INPUT DATA
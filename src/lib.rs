//! Pixel-selection engine for raster layers viewed under pan/zoom
//! transforms.
//!
//! The crate turns pointer gestures (rectangle, brush, lasso, polygon,
//! single-sample) into a per-layer coverage mask and merges that mask into a
//! dataset-owned set of selected pixel indices under a replace/add/subtract
//! modifier. It owns no rendering and no windowing; the host feeds it
//! [`input::InputEvent`]s together with its live [`transform::TransformStack`]
//! and reads back the coverage mask and the published selection.
//!
//! ```
//! use glam::Vec2;
//! use marquee::input::{InputEvent, PointerButtons};
//! use marquee::selection::{LayerSelection, ValidityMask};
//! use marquee::session::SelectionSession;
//! use marquee::transform::{TransformStack, WorldRect};
//!
//! let mut session = SelectionSession::new(4, 4, ValidityMask::full(4, 4)).unwrap();
//! let transforms = TransformStack::fit(Vec2::new(4.0, 4.0), WorldRect::from_image_size(4, 4));
//! let mut selection = LayerSelection::new();
//!
//! for event in [
//!     InputEvent::PointerPressed { position: Vec2::ZERO, buttons: PointerButtons::PRIMARY },
//!     InputEvent::PointerMoved { position: Vec2::new(2.0, 2.0), buttons: PointerButtons::PRIMARY },
//!     InputEvent::PointerReleased { position: Vec2::new(2.0, 2.0), buttons: PointerButtons::empty() },
//! ] {
//!     session.handle_event(&event, &transforms, &mut selection);
//! }
//!
//! // The drag covered the top-left 2x2 pixel block.
//! assert_eq!(selection.len(), 4);
//! assert!(selection.contains(0) && selection.contains(5));
//! ```

pub mod input;
pub mod navigate;
pub mod raster;
pub mod selection;
pub mod session;
pub mod tool;
pub mod transform;

pub use input::{InputEvent, Key, PointerButtons};
pub use navigate::Navigator;
pub use raster::{CoverageMask, CoverageShape, InvalidGeometryError, coverage_test};
pub use selection::{LayerSelection, SelectionBounds, ValidityMask};
pub use session::{EventOutcome, ResourceInitError, SelectionSession, SessionSettings};
pub use tool::{GesturePhase, SelectionModifier, SelectionTool};
pub use transform::{TransformError, TransformStack, WorldRect};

WORK TO BE COMPLETED
What you return must match the data above character for character.

SOLUTION TO THE PROBLEM
filename src/lib.rs
//! Pixel-selection engine for raster layers viewed under pan/zoom
//! transforms.
//!
//! The crate turns pointer gestures (rectangle, brush, lasso, polygon,
//! single-sample) into a per-layer coverage mask and merges that mask into a
//! dataset-owned set of selected pixel indices under a replace/add/subtract
//! modifier. It owns no rendering and no windowing; the host feeds it
//! [`input::InputEvent`]s together with its live [`transform::TransformStack`]
//! and reads back the coverage mask and the published selection.
//!
//! ```
//! use glam::Vec2;
//! use marquee::input::{InputEvent, PointerButtons};
//! use marquee::selection::{LayerSelection, ValidityMask};
//! use marquee::session::SelectionSession;
//! use marquee::transform::{TransformStack, WorldRect};
//!
//! let mut session = SelectionSession::new(4, 4, ValidityMask::full(4, 4)).unwrap();
//! let transforms = TransformStack::fit(Vec2::new(4.0, 4.0), WorldRect::from_image_size(4, 4));
//! let mut selection = LayerSelection::new();
//!
//! for event in [
//!     InputEvent::PointerPressed { position: Vec2::ZERO, buttons: PointerButtons::PRIMARY },
//!     InputEvent::PointerMoved { position: Vec2::new(2.0, 2.0), buttons: PointerButtons::PRIMARY },
//!     InputEvent::PointerReleased { position: Vec2::new(2.0, 2.0), buttons: PointerButtons::empty() },
//! ] {
//!     session.handle_event(&event, &transforms, &mut selection);
//! }
//!
//! // The drag covered the top-left 2x2 pixel block.
//! assert_eq!(selection.len(), 4);
//! assert!(selection.contains(0) && selection.contains(5));
//! ```

pub mod input;
pub mod navigate;
pub mod raster;
pub mod selection;
pub mod session;
pub mod tool;
pub mod transform;

pub use input::{InputEvent, Key, PointerButtons};
pub use navigate::Navigator;
pub use raster::{CoverageMask, CoverageShape, InvalidGeometryError, coverage_test};
pub use selection::{LayerSelection, SelectionBounds, ValidityMask};
pub use session::{EventOutcome, ResourceInitError, SelectionSession, SessionSettings};
pub use tool::{GesturePhase, SelectionModifier, SelectionTool};
pub use transform::{TransformError, TransformStack, WorldRect};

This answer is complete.